-- WHAT IS EXPECTED --
Look through the data below. Pick out the lines holding the string "None".

(Stored entries)
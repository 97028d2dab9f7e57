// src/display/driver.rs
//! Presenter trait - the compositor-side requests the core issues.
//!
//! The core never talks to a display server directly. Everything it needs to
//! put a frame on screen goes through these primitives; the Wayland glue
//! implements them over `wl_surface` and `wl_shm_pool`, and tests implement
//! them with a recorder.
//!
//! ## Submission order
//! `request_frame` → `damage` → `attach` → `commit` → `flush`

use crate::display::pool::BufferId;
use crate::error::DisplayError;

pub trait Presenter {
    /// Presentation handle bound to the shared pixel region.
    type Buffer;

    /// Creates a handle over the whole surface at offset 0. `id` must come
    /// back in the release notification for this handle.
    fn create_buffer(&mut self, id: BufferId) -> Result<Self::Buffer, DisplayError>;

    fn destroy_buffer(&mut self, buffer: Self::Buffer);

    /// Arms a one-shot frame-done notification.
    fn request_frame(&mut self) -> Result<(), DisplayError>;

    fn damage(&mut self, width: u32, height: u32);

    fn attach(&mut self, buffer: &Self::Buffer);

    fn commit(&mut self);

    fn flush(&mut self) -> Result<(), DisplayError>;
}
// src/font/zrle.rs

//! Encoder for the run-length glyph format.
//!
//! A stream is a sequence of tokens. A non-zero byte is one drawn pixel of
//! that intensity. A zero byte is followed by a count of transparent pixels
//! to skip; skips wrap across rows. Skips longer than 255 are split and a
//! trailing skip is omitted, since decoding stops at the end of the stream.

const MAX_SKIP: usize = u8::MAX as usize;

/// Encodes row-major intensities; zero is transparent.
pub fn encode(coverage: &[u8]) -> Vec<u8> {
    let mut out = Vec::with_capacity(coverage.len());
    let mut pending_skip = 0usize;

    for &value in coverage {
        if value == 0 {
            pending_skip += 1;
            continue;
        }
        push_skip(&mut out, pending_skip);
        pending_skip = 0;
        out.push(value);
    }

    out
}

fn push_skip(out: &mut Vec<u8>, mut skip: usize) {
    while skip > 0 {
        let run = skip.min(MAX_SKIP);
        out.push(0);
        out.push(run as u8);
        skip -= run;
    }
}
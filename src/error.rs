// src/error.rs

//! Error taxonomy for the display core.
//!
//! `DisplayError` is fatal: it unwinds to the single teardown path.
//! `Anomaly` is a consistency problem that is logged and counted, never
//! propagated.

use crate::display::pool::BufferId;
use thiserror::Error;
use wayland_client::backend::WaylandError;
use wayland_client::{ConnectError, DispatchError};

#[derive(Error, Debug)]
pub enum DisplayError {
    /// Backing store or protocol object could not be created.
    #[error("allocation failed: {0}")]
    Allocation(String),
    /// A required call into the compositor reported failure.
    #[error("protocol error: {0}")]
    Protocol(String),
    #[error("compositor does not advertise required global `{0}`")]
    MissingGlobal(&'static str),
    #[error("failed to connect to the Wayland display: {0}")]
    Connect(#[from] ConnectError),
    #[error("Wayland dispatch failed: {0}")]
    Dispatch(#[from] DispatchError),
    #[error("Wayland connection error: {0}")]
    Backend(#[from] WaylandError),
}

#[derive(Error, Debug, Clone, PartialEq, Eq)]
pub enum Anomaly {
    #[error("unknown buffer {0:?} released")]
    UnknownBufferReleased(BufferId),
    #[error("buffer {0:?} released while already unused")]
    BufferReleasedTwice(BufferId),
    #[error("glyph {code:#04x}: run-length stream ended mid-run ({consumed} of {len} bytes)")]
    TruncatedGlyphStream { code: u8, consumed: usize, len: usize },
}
--
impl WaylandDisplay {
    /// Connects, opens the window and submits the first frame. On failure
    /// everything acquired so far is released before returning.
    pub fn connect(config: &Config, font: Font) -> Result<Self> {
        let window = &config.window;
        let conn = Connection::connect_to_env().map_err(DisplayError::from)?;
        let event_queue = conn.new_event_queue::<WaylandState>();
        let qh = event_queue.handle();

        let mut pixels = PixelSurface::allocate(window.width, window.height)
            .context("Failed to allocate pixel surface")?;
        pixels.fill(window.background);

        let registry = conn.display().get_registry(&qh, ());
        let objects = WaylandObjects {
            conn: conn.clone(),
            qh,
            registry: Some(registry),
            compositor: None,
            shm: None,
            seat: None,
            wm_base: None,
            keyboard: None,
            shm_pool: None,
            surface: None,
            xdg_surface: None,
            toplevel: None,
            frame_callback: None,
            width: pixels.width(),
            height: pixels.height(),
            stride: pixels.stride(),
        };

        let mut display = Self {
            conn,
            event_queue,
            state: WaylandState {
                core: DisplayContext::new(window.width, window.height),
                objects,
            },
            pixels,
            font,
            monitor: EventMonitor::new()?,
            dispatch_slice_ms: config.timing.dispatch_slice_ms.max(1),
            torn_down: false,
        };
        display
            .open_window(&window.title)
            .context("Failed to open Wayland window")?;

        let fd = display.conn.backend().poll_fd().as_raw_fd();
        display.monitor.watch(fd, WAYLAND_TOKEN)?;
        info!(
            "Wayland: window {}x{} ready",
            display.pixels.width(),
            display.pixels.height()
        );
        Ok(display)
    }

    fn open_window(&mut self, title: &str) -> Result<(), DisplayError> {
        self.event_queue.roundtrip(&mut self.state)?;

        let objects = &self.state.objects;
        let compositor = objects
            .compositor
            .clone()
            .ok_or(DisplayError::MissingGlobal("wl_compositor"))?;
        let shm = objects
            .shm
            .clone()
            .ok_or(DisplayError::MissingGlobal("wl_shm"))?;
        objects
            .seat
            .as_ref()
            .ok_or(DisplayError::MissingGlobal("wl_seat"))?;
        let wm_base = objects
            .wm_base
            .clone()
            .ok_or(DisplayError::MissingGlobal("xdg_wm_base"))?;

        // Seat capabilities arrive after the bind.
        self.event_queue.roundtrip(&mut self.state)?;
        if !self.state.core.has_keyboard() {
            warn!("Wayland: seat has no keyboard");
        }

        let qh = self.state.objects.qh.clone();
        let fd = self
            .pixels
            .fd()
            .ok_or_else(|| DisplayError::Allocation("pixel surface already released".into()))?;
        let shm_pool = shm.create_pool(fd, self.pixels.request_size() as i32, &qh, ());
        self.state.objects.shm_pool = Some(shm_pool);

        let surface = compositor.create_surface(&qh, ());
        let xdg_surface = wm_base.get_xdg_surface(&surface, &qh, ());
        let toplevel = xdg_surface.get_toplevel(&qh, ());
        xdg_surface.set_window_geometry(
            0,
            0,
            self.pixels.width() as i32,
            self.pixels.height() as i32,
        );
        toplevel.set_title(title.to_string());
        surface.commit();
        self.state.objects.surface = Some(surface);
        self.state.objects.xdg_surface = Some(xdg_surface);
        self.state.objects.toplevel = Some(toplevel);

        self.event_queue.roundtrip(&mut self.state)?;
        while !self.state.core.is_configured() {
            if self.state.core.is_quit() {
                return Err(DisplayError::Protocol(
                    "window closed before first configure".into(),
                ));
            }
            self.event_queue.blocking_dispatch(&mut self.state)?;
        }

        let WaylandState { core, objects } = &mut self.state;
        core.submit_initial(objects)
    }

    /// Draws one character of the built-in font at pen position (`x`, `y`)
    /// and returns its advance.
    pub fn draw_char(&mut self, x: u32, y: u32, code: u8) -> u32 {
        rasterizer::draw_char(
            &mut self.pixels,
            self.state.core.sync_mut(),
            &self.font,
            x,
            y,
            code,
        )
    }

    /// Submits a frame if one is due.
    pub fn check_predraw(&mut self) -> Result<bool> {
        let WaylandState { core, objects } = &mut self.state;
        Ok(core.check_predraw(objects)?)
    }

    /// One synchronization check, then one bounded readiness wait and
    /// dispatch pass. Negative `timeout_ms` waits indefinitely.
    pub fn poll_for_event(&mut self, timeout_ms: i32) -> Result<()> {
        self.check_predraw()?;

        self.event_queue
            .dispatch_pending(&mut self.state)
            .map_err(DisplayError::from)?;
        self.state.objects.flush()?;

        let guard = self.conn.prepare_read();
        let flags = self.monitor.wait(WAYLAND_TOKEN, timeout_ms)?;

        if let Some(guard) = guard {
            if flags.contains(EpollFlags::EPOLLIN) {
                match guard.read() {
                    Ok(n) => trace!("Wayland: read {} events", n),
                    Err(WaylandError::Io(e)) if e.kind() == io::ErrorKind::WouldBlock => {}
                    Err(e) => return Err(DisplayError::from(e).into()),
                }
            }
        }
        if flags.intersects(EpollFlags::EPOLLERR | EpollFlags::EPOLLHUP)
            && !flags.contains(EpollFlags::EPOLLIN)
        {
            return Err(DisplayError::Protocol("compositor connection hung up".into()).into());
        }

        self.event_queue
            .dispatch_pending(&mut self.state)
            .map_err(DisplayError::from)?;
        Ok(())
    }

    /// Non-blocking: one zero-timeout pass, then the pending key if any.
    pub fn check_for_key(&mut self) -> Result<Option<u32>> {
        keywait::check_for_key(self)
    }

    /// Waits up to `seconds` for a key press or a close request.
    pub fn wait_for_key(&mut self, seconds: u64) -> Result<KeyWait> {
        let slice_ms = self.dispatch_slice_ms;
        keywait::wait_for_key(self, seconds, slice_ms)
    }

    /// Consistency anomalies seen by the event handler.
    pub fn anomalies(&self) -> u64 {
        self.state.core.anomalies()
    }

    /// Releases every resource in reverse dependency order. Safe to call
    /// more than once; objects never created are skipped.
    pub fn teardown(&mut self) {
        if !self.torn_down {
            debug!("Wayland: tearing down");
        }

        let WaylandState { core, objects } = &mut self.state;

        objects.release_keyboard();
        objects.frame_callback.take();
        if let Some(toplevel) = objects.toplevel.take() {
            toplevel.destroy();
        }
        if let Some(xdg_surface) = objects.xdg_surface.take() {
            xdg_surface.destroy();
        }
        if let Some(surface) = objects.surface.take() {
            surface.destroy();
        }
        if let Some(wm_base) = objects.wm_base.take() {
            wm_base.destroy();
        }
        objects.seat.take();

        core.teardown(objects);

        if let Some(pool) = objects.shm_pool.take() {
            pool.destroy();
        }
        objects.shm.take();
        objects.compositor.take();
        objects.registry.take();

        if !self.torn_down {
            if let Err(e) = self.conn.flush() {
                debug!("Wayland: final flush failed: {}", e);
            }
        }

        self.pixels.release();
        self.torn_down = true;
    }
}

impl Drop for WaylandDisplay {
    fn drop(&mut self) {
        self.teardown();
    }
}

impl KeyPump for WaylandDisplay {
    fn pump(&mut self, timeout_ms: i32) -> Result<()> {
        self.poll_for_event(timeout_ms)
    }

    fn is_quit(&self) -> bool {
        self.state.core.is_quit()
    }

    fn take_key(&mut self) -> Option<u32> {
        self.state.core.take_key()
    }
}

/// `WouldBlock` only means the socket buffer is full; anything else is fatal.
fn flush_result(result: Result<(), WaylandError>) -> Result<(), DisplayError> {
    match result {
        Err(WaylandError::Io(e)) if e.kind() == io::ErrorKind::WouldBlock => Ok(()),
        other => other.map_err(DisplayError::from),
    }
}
* * *
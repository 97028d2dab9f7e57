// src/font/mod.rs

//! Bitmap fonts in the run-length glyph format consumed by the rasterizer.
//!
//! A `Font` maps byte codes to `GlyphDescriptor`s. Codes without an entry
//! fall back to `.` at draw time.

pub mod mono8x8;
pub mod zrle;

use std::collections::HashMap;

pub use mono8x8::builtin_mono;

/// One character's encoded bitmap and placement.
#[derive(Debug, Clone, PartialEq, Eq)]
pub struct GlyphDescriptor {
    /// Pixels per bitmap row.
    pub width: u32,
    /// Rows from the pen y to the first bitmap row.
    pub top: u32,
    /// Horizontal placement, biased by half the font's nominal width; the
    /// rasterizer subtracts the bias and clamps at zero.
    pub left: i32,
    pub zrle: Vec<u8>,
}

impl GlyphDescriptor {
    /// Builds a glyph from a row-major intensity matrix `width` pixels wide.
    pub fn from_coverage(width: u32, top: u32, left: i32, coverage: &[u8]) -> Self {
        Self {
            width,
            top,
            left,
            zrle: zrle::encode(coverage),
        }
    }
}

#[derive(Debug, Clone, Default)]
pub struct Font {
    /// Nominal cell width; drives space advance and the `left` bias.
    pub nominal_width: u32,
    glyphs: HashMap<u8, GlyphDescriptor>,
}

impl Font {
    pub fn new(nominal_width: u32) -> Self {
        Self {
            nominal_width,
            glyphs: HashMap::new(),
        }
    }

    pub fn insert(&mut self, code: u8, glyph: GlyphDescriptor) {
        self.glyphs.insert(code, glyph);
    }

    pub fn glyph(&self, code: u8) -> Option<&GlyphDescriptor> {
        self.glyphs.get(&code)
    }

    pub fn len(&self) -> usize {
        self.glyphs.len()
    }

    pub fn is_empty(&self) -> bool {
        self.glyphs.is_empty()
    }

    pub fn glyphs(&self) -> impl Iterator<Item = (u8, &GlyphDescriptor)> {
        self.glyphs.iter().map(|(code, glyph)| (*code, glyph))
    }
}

-- SOLUTION --
            compositor: None,
            shm: None,
            seat: None,
            wm_base: None,
            keyboard: None,
            shm_pool: None,
            surface: None,
            xdg_surface: None,
            toplevel: None,
            frame_callback: None,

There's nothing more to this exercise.